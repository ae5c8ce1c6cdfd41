// crates/tally-policy/src/node.rs
// ============================================================================
// Module: Config Policy Node
// Description: Keyed rule set with validate/default/merge operations.
// Purpose: Turn an operator config map into a validated, defaulted map.
// Dependencies: crate::{error, rule, value}
// ============================================================================

//! ## Overview
//! A [`ConfigPolicyNode`] maps config keys to [`Rule`]s behind its own mutex,
//! so concurrent RPC calls can process configs while rules are added or
//! merged. Processing always runs a full validation pass before deciding the
//! outcome.

// ============================================================================
// SECTION: Imports
// ============================================================================

use std::collections::BTreeMap;
use std::sync::Mutex;
use std::sync::MutexGuard;
use std::sync::PoisonError;

use crate::error::ValidationError;
use crate::rule::Rule;
use crate::value::ConfigMap;

// ============================================================================
// SECTION: Processing Errors
// ============================================================================

/// Validation errors accumulated by one [`ConfigPolicyNode::process`] call.
#[derive(Debug, Default)]
pub struct ProcessingErrors {
    /// Errors in the order they were recorded.
    errors: Mutex<Vec<ValidationError>>,
}

impl ProcessingErrors {
    /// Creates an empty error set.
    #[must_use]
    pub fn new() -> Self {
        Self::default()
    }

    /// Appends an error.
    pub fn add(&self, error: ValidationError) {
        self.lock().push(error);
    }

    /// Returns a snapshot of the recorded errors.
    #[must_use]
    pub fn errors(&self) -> Vec<ValidationError> {
        self.lock().clone()
    }

    /// Returns true when at least one error was recorded.
    #[must_use]
    pub fn has_errors(&self) -> bool {
        !self.lock().is_empty()
    }

    /// Returns the number of recorded errors.
    #[must_use]
    pub fn len(&self) -> usize {
        self.lock().len()
    }

    /// Returns true when no errors were recorded.
    #[must_use]
    pub fn is_empty(&self) -> bool {
        self.lock().is_empty()
    }

    /// Consumes the set and returns the recorded errors.
    #[must_use]
    pub fn into_errors(self) -> Vec<ValidationError> {
        self.errors.into_inner().unwrap_or_else(PoisonError::into_inner)
    }

    /// Locks the error list, recovering from poisoning.
    fn lock(&self) -> MutexGuard<'_, Vec<ValidationError>> {
        self.errors.lock().unwrap_or_else(PoisonError::into_inner)
    }
}

impl std::fmt::Display for ProcessingErrors {
    fn fmt(&self, f: &mut std::fmt::Formatter<'_>) -> std::fmt::Result {
        let messages: Vec<String> = self.lock().iter().map(ToString::to_string).collect();
        f.write_str(&messages.join("; "))
    }
}

impl std::error::Error for ProcessingErrors {}

// ============================================================================
// SECTION: Policy Node
// ============================================================================

/// Set of rules keyed by config key.
#[derive(Debug, Default)]
pub struct ConfigPolicyNode {
    /// Rules keyed by [`Rule::key`].
    rules: Mutex<BTreeMap<String, Rule>>,
}

impl ConfigPolicyNode {
    /// Creates an empty node.
    #[must_use]
    pub fn new() -> Self {
        Self::default()
    }

    /// Creates a node holding `rules`.
    #[must_use]
    pub fn with_rules(rules: impl IntoIterator<Item = Rule>) -> Self {
        let node = Self::new();
        node.add(rules);
        node
    }

    /// Inserts rules, replacing any rule with the same key.
    pub fn add(&self, rules: impl IntoIterator<Item = Rule>) {
        let mut guard = self.lock();
        for rule in rules {
            guard.insert(rule.key().to_string(), rule);
        }
    }

    /// Returns the rule for `key`.
    #[must_use]
    pub fn get(&self, key: &str) -> Option<Rule> {
        self.lock().get(key).cloned()
    }

    /// Returns the rule keys in sorted order.
    #[must_use]
    pub fn keys(&self) -> Vec<String> {
        self.lock().keys().cloned().collect()
    }

    /// Returns a snapshot of the rules in key order.
    #[must_use]
    pub fn rules(&self) -> Vec<Rule> {
        self.lock().values().cloned().collect()
    }

    /// Returns the number of rules.
    #[must_use]
    pub fn len(&self) -> usize {
        self.lock().len()
    }

    /// Returns true when the node has no rules.
    #[must_use]
    pub fn is_empty(&self) -> bool {
        self.lock().is_empty()
    }

    /// Validates `config` and injects defaults for absent keys.
    ///
    /// An absent key takes the rule default when one exists; an absent
    /// required key without a default is an error. Every rule is evaluated
    /// before the outcome is decided; one failing key never hides failures on
    /// another.
    ///
    /// # Errors
    ///
    /// Returns the accumulated [`ProcessingErrors`] when any rule fails.
    pub fn process(&self, mut config: ConfigMap) -> Result<ConfigMap, ProcessingErrors> {
        let guard = self.lock();
        let errors = ProcessingErrors::new();
        for (key, rule) in guard.iter() {
            if let Some(value) = config.get(key) {
                if let Err(err) = rule.validate(value) {
                    errors.add(err);
                }
            } else if let Some(default) = rule.default_value() {
                config.insert(key.clone(), default);
            } else if rule.required() {
                errors.add(ValidationError::MissingRequired {
                    key: key.clone(),
                });
            }
        }
        drop(guard);
        if errors.has_errors() {
            return Err(errors);
        }
        Ok(config)
    }

    /// Returns a new node with `other` layered over this one.
    ///
    /// Rules in `other` win on key collisions; `other` is not modified.
    #[must_use]
    pub fn merge(&self, other: &Self) -> Self {
        let mut merged = self.snapshot();
        merged.extend(other.snapshot());
        Self {
            rules: Mutex::new(merged),
        }
    }

    /// Layers `other` over this node in place.
    pub fn merge_from(&self, other: &Self) {
        let incoming = other.snapshot();
        self.lock().extend(incoming);
    }

    /// Clones the rule map under the lock.
    fn snapshot(&self) -> BTreeMap<String, Rule> {
        self.lock().clone()
    }

    /// Locks the rule map, recovering from poisoning.
    fn lock(&self) -> MutexGuard<'_, BTreeMap<String, Rule>> {
        self.rules.lock().unwrap_or_else(PoisonError::into_inner)
    }
}

impl Clone for ConfigPolicyNode {
    fn clone(&self) -> Self {
        Self {
            rules: Mutex::new(self.snapshot()),
        }
    }
}

impl PartialEq for ConfigPolicyNode {
    fn eq(&self, other: &Self) -> bool {
        self.snapshot() == other.snapshot()
    }
}

impl FromIterator<Rule> for ConfigPolicyNode {
    fn from_iter<I: IntoIterator<Item = Rule>>(iter: I) -> Self {
        Self::with_rules(iter)
    }
}

// ============================================================================
// SECTION: Tests
// ============================================================================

### WHAT THE EXERCISE ASKS
Without leaving anything out, transcribe the records above exactly.

### RESULT OF THE TASK
repository ae5c8ce1c6cdfd41
// crates/tally-policy/src/node.rs
// ============================================================================
// Module: Config Policy Node
// Description: Keyed rule set with validate/default/merge operations.
// Purpose: Turn an operator config map into a validated, defaulted map.
// Dependencies: crate::{error, rule, value}
// ============================================================================

//! ## Overview
//! A [`ConfigPolicyNode`] maps config keys to [`Rule`]s behind its own mutex,
//! so concurrent RPC calls can process configs while rules are added or
//! merged. Processing always runs a full validation pass before deciding the
//! outcome.

// ============================================================================
// SECTION: Imports
// ============================================================================

use std::collections::BTreeMap;
use std::sync::Mutex;
use std::sync::MutexGuard;
use std::sync::PoisonError;

use crate::error::ValidationError;
use crate::rule::Rule;
use crate::value::ConfigMap;

// ============================================================================
// SECTION: Processing Errors
// ============================================================================

/// Validation errors accumulated by one [`ConfigPolicyNode::process`] call.
#[derive(Debug, Default)]
pub struct ProcessingErrors {
    /// Errors in the order they were recorded.
    errors: Mutex<Vec<ValidationError>>,
}

impl ProcessingErrors {
    /// Creates an empty error set.
    #[must_use]
    pub fn new() -> Self {
        Self::default()
    }

    /// Appends an error.
    pub fn add(&self, error: ValidationError) {
        self.lock().push(error);
    }

    /// Returns a snapshot of the recorded errors.
    #[must_use]
    pub fn errors(&self) -> Vec<ValidationError> {
        self.lock().clone()
    }

    /// Returns true when at least one error was recorded.
    #[must_use]
    pub fn has_errors(&self) -> bool {
        !self.lock().is_empty()
    }

    /// Returns the number of recorded errors.
    #[must_use]
    pub fn len(&self) -> usize {
        self.lock().len()
    }

    /// Returns true when no errors were recorded.
    #[must_use]
    pub fn is_empty(&self) -> bool {
        self.lock().is_empty()
    }

    /// Consumes the set and returns the recorded errors.
    #[must_use]
    pub fn into_errors(self) -> Vec<ValidationError> {
        self.errors.into_inner().unwrap_or_else(PoisonError::into_inner)
    }

    /// Locks the error list, recovering from poisoning.
    fn lock(&self) -> MutexGuard<'_, Vec<ValidationError>> {
        self.errors.lock().unwrap_or_else(PoisonError::into_inner)
    }
}

impl std::fmt::Display for ProcessingErrors {
    fn fmt(&self, f: &mut std::fmt::Formatter<'_>) -> std::fmt::Result {
        let messages: Vec<String> = self.lock().iter().map(ToString::to_string).collect();
        f.write_str(&messages.join("; "))
    }
}

impl std::error::Error for ProcessingErrors {}

// ============================================================================
// SECTION: Policy Node
// ============================================================================

/// Set of rules keyed by config key.
#[derive(Debug, Default)]
pub struct ConfigPolicyNode {
    /// Rules keyed by [`Rule::key`].
    rules: Mutex<BTreeMap<String, Rule>>,
}

impl ConfigPolicyNode {
    /// Creates an empty node.
    #[must_use]
    pub fn new() -> Self {
        Self::default()
    }

    /// Creates a node holding `rules`.
    #[must_use]
    pub fn with_rules(rules: impl IntoIterator<Item = Rule>) -> Self {
        let node = Self::new();
        node.add(rules);
        node
    }

    /// Inserts rules, replacing any rule with the same key.
    pub fn add(&self, rules: impl IntoIterator<Item = Rule>) {
        let mut guard = self.lock();
        for rule in rules {
            guard.insert(rule.key().to_string(), rule);
        }
    }

    /// Returns the rule for `key`.
    #[must_use]
    pub fn get(&self, key: &str) -> Option<Rule> {
        self.lock().get(key).cloned()
    }

    /// Returns the rule keys in sorted order.
    #[must_use]
    pub fn keys(&self) -> Vec<String> {
        self.lock().keys().cloned().collect()
    }

    /// Returns a snapshot of the rules in key order.
    #[must_use]
    pub fn rules(&self) -> Vec<Rule> {
        self.lock().values().cloned().collect()
    }

    /// Returns the number of rules.
    #[must_use]
    pub fn len(&self) -> usize {
        self.lock().len()
    }

    /// Returns true when the node has no rules.
    #[must_use]
    pub fn is_empty(&self) -> bool {
        self.lock().is_empty()
    }

    /// Validates `config` and injects defaults for absent keys.
    ///
    /// An absent key takes the rule default when one exists; an absent
    /// required key without a default is an error. Every rule is evaluated
    /// before the outcome is decided; one failing key never hides failures on
    /// another.
    ///
    /// # Errors
    ///
    /// Returns the accumulated [`ProcessingErrors`] when any rule fails.
    pub fn process(&self, mut config: ConfigMap) -> Result<ConfigMap, ProcessingErrors> {
        let guard = self.lock();
        let errors = ProcessingErrors::new();
        for (key, rule) in guard.iter() {
            if let Some(value) = config.get(key) {
                if let Err(err) = rule.validate(value) {
                    errors.add(err);
                }
            } else if let Some(default) = rule.default_value() {
                config.insert(key.clone(), default);
            } else if rule.required() {
                errors.add(ValidationError::MissingRequired {
                    key: key.clone(),
                });
            }
        }
        drop(guard);
        if errors.has_errors() {
            return Err(errors);
        }
        Ok(config)
    }

    /// Returns a new node with `other` layered over this one.
    ///
    /// Rules in `other` win on key collisions; `other` is not modified.
    #[must_use]
    pub fn merge(&self, other: &Self) -> Self {
        let mut merged = self.snapshot();
        merged.extend(other.snapshot());
        Self {
            rules: Mutex::new(merged),
        }
    }

    /// Layers `other` over this node in place.
    pub fn merge_from(&self, other: &Self) {
        let incoming = other.snapshot();
        self.lock().extend(incoming);
    }

    /// Clones the rule map under the lock.
    fn snapshot(&self) -> BTreeMap<String, Rule> {
        self.lock().clone()
    }

    /// Locks the rule map, recovering from poisoning.
    fn lock(&self) -> MutexGuard<'_, BTreeMap<String, Rule>> {
        self.rules.lock().unwrap_or_else(PoisonError::into_inner)
    }
}

impl Clone for ConfigPolicyNode {
    fn clone(&self) -> Self {
        Self {
            rules: Mutex::new(self.snapshot()),
        }
    }
}

impl PartialEq for ConfigPolicyNode {
    fn eq(&self, other: &Self) -> bool {
        self.snapshot() == other.snapshot()
    }
}

impl FromIterator<Rule> for ConfigPolicyNode {
    fn from_iter<I: IntoIterator<Item = Rule>>(iter: I) -> Self {
        Self::with_rules(iter)
    }
}

// ============================================================================
// SECTION: Tests
// ============================================================================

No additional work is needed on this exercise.